#### [What to produce]
Please return every line of the records that contains the word "size".

#### [Given entries]
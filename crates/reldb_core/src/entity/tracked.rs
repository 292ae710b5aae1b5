//! Change tracking for managed entities.

use crate::entity::key::Key;
use crate::entity::model::Entity;
use std::collections::BTreeMap;

/// Lifecycle state of a tracked entity.
#[derive(Debug, Clone, Copy, PartialEq, Eq)]
pub enum EntityState {
    /// Added to the set; never persisted.
    New,
    /// Loaded or persisted; matches the stored record as far as the
    /// snapshot knows.
    Unchanged,
    /// A tracked field or relationship key differs from its snapshot.
    Modified,
    /// Marked for deletion; removed from storage on the next save cycle.
    Deleted,
}

/// A domain value under change management.
///
/// `Tracked<T>` composes the plain domain record with its lifecycle
/// state and the snapshot of the last-persisted field and
/// relationship-key values. The domain type itself carries no lifecycle
/// state and no base class.
///
/// Change detection is lazy: nothing intercepts field writes. The save
/// pass asks [`Tracked::has_changes`], which compares current values
/// against the snapshot. Only fields and relations declared in the
/// schema participate; any other instance state is ignored.
#[derive(Debug, Clone)]
pub struct Tracked<T: Entity> {
    value: T,
    state: EntityState,
    field_snapshot: BTreeMap<String, String>,
    relation_snapshot: BTreeMap<String, Vec<Key>>,
}

impl<T: Entity> Tracked<T> {
    /// Wraps a newly added entity. State starts at `New` with a baseline
    /// snapshot of the current values.
    pub fn new(value: T) -> Self {
        let mut tracked = Self {
            value,
            state: EntityState::New,
            field_snapshot: BTreeMap::new(),
            relation_snapshot: BTreeMap::new(),
        };
        tracked.take_snapshot();
        tracked
    }

    /// Wraps an entity hydrated from storage. State starts at
    /// `Unchanged` with the loaded values as the snapshot.
    pub fn loaded(value: T) -> Self {
        let mut tracked = Self::new(value);
        tracked.state = EntityState::Unchanged;
        tracked
    }

    /// Returns the entity's key.
    pub fn key(&self) -> Key {
        self.value.key()
    }

    /// Returns the wrapped value.
    pub fn value(&self) -> &T {
        &self.value
    }

    /// Returns the wrapped value mutably.
    ///
    /// Mutation is not observed here; the next [`Tracked::has_changes`]
    /// call picks it up.
    pub fn value_mut(&mut self) -> &mut T {
        &mut self.value
    }

    /// Returns the lifecycle state.
    pub fn state(&self) -> EntityState {
        self.state
    }

    /// Sets the lifecycle state.
    pub(crate) fn set_state(&mut self, state: EntityState) {
        self.state = state;
    }

    /// Records the current field values and canonical relationship keys
    /// as the new snapshot.
    ///
    /// Called after every successful persist and on load.
    pub fn take_snapshot(&mut self) {
        self.field_snapshot = self.current_fields();
        self.relation_snapshot = self.current_relations();
    }

    /// Returns `true` if the entity needs persisting.
    ///
    /// `New` and `Deleted` always do. Otherwise the current values are
    /// compared against the snapshot; a difference flips the state to
    /// `Modified` so the save pass can tell "needs persisting" from
    /// "already persisted this cycle".
    pub fn has_changes(&mut self) -> bool {
        match self.state {
            EntityState::New | EntityState::Deleted => true,
            EntityState::Modified => true,
            EntityState::Unchanged => {
                if self.current_fields() != self.field_snapshot
                    || self.current_relations() != self.relation_snapshot
                {
                    self.state = EntityState::Modified;
                    true
                } else {
                    false
                }
            }
        }
    }

    /// Overwrites the snapshot entry for one relation.
    ///
    /// Used when delete propagation clears a foreign key at the record
    /// level, so the in-memory value and snapshot stay in step without a
    /// spurious `Modified` flip.
    pub(crate) fn snapshot_relation(&mut self, relation: &str, keys: Vec<Key>) {
        self.relation_snapshot.insert(relation.to_string(), keys);
    }

    fn current_fields(&self) -> BTreeMap<String, String> {
        let schema = T::schema();
        let record = self.value.to_record();
        let mut fields = BTreeMap::new();
        if let Some(value) = record.get(schema.key_field) {
            fields.insert(schema.key_field.to_string(), value.to_string());
        }
        for field in schema.fields {
            if let Some(value) = record.get(field) {
                fields.insert((*field).to_string(), value.to_string());
            }
        }
        fields
    }

    fn current_relations(&self) -> BTreeMap<String, Vec<Key>> {
        T::schema()
            .relations
            .iter()
            .map(|r| (r.name.to_string(), self.value.relation_keys(r.name)))
            .collect()
    }
}

#[cfg(test)]
mod tests {
    use super::*;
    use crate::entity::reference::Ref;
    use crate::error::CoreResult;
    use crate::schema::{
        Cardinality, DeleteBehavior, EntitySchema, RelationshipDescriptor,
    };
    use reldb_storage::Record;

    #[derive(Clone)]
    struct Wheel {
        id: String,
        size: String,
        car: Ref<Wheel>,
        // Undeclared state; must never affect change detection.
        scratch: u32,
    }

    static WHEEL_SCHEMA: EntitySchema = EntitySchema {
        name: "Wheel",
        key_field: "id",
        fields: &["size"],
        relations: &[RelationshipDescriptor {
            name: "car",
            cardinality: Cardinality::ManyToOne,
            related: "Wheel",
            on_delete: DeleteBehavior::None,
        }],
    };

    impl Entity for Wheel {
        fn schema() -> &'static EntitySchema {
            &WHEEL_SCHEMA
        }
        fn key(&self) -> Key {
            Key::new(&self.id)
        }
        fn to_record(&self) -> Record {
            let mut record = Record::new();
            record.set("id", &self.id);
            record.set("size", &self.size);
            record
        }
        fn from_record(record: &Record) -> CoreResult<Self> {
            Ok(Self {
                id: record.get("id").unwrap_or_default().to_string(),
                size: record.get("size").unwrap_or_default().to_string(),
                car: Ref::none(),
                scratch: 0,
            })
        }
        fn relation_keys(&self, relation: &str) -> Vec<Key> {
            match relation {
                "car" => self.car.keys(),
                _ => Vec::new(),
            }
        }
        fn set_relation_keys(&mut self, relation: &str, keys: Vec<Key>) {
            if relation == "car" {
                self.car.assign(keys);
            }
        }
    }

    fn wheel() -> Wheel {
        Wheel {
            id: "w1".to_string(),
            size: "17".to_string(),
            car: Ref::none(),
            scratch: 0,
        }
    }

    #[test]
    fn new_always_has_changes() {
        let mut tracked = Tracked::new(wheel());
        assert_eq!(tracked.state(), EntityState::New);
        assert!(tracked.has_changes());
        assert_eq!(tracked.state(), EntityState::New);
    }

    #[test]
    fn loaded_is_unchanged() {
        let mut tracked = Tracked::loaded(wheel());
        assert_eq!(tracked.state(), EntityState::Unchanged);
        assert!(!tracked.has_changes());
    }

    #[test]
    fn field_mutation_flips_to_modified() {
        let mut tracked = Tracked::loaded(wheel());
        tracked.value_mut().size = "18".to_string();

        assert!(tracked.has_changes());
        assert_eq!(tracked.state(), EntityState::Modified);
    }

    #[test]
    fn relation_mutation_flips_to_modified() {
        let mut tracked = Tracked::loaded(wheel());
        tracked.value_mut().car.set("c1");

        assert!(tracked.has_changes());
        assert_eq!(tracked.state(), EntityState::Modified);
    }

    #[test]
    fn undeclared_state_is_ignored() {
        let mut tracked = Tracked::loaded(wheel());
        tracked.value_mut().scratch = 99;
        assert!(!tracked.has_changes());
    }

    #[test]
    fn snapshot_resets_change_detection() {
        let mut tracked = Tracked::loaded(wheel());
        tracked.value_mut().size = "18".to_string();
        assert!(tracked.has_changes());

        tracked.set_state(EntityState::Unchanged);
        tracked.take_snapshot();
        assert!(!tracked.has_changes());
    }

    #[test]
    fn deleted_always_has_changes() {
        let mut tracked = Tracked::loaded(wheel());
        tracked.set_state(EntityState::Deleted);
        assert!(tracked.has_changes());
    }
}
//! File-based table store for persistent storage.

use crate::document::TableDocument;
use crate::error::{StorageError, StorageResult};
use crate::store::TableStore;
use fs2::FileExt;
use std::fs::{self, File, OpenOptions};
use std::path::{Path, PathBuf};

/// Lock file name within the store directory.
const LOCK_FILE: &str = "LOCK";
/// Extension used for table document files.
const TABLE_EXT: &str = "json";

/// A file-based table store.
///
/// Each table is persisted as one JSON document file
/// (`<name>.json`) under the store directory. Data survives process
/// restarts.
///
/// # Locking
///
/// Opening the store acquires an exclusive advisory lock on a `LOCK`
/// file inside the directory, held until the store is dropped. Only one
/// process can hold a store directory at a time.
///
/// # Durability
///
/// `save_table` writes the encoded document and calls
/// `File::sync_all()` before returning.
///
/// # Example
///
/// ```no_run
/// use reldb_storage::{TableStore, FileStore};
/// use std::path::Path;
///
/// let store = FileStore::open(Path::new("my_store"), true).unwrap();
/// let table = store.get_table("cars", true).unwrap().unwrap();
/// store.save_table("cars", &table).unwrap();
/// ```
#[derive(Debug)]
pub struct FileStore {
    /// Root directory path.
    path: PathBuf,
    /// Lock file handle (held for exclusive access).
    _lock_file: File,
}

impl FileStore {
    /// Opens or creates a file store at the given directory.
    ///
    /// # Arguments
    ///
    /// * `path` - Path to the store directory
    /// * `create_if_missing` - If true, creates the directory if it
    ///   doesn't exist
    ///
    /// # Errors
    ///
    /// Returns an error if:
    /// - The directory doesn't exist and `create_if_missing` is false
    /// - The path exists but is not a directory
    /// - Another process holds the lock (returns [`StorageError::Locked`])
    /// - I/O errors occur
    pub fn open(path: &Path, create_if_missing: bool) -> StorageResult<Self> {
        if !path.exists() {
            if create_if_missing {
                fs::create_dir_all(path)?;
            } else {
                return Err(StorageError::invalid_path(format!(
                    "store directory does not exist: {}",
                    path.display()
                )));
            }
        }

        if !path.is_dir() {
            return Err(StorageError::invalid_path(format!(
                "path is not a directory: {}",
                path.display()
            )));
        }

        let lock_file = OpenOptions::new()
            .read(true)
            .write(true)
            .create(true)
            .truncate(false)
            .open(path.join(LOCK_FILE))?;

        if lock_file.try_lock_exclusive().is_err() {
            return Err(StorageError::Locked);
        }

        Ok(Self {
            path: path.to_path_buf(),
            _lock_file: lock_file,
        })
    }

    /// Returns the path to the store directory.
    #[must_use]
    pub fn path(&self) -> &Path {
        &self.path
    }

    fn table_path(&self, name: &str) -> StorageResult<PathBuf> {
        // Table names come from entity type names; anything that would
        // escape the store directory is rejected.
        if name.is_empty()
            || !name
                .chars()
                .all(|c| c.is_ascii_alphanumeric() || c == '_' || c == '-')
        {
            return Err(StorageError::invalid_path(format!(
                "invalid table name: {name:?}"
            )));
        }
        Ok(self.path.join(format!("{name}.{TABLE_EXT}")))
    }
}

impl TableStore for FileStore {
    fn get_table(
        &self,
        name: &str,
        create_if_missing: bool,
    ) -> StorageResult<Option<TableDocument>> {
        let path = self.table_path(name)?;
        if !path.exists() {
            return if create_if_missing {
                Ok(Some(TableDocument::new()))
            } else {
                Ok(None)
            };
        }

        let contents = fs::read_to_string(&path)?;
        let table = serde_json::from_str(&contents)
            .map_err(|e| StorageError::corrupted(name, e.to_string()))?;
        Ok(Some(table))
    }

    fn save_table(&self, name: &str, table: &TableDocument) -> StorageResult<()> {
        let path = self.table_path(name)?;
        let encoded = serde_json::to_string_pretty(table)
            .map_err(|e| StorageError::encode(name, e.to_string()))?;

        fs::write(&path, encoded)?;
        let file = File::open(&path)?;
        file.sync_all()?;
        Ok(())
    }

    fn delete_table(&self, name: &str) -> StorageResult<()> {
        let path = self.table_path(name)?;
        if path.exists() {
            fs::remove_file(path)?;
        }
        Ok(())
    }

    fn table_names(&self) -> StorageResult<Vec<String>> {
        let mut names = Vec::new();
        for entry in fs::read_dir(&self.path)? {
            let path = entry?.path();
            if path.extension().and_then(|e| e.to_str()) == Some(TABLE_EXT) {
                if let Some(stem) = path.file_stem().and_then(|s| s.to_str()) {
                    names.push(stem.to_string());
                }
            }
        }
        names.sort();
        Ok(names)
    }
}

#### [Your response]
        size: String,
        fields: &["size"],
            record.set("size", &self.size);
                size: record.get("size").unwrap_or_default().to_string(),
            size: "17".to_string(),
        tracked.value_mut().size = "18".to_string();
        tracked.value_mut().size = "18".to_string();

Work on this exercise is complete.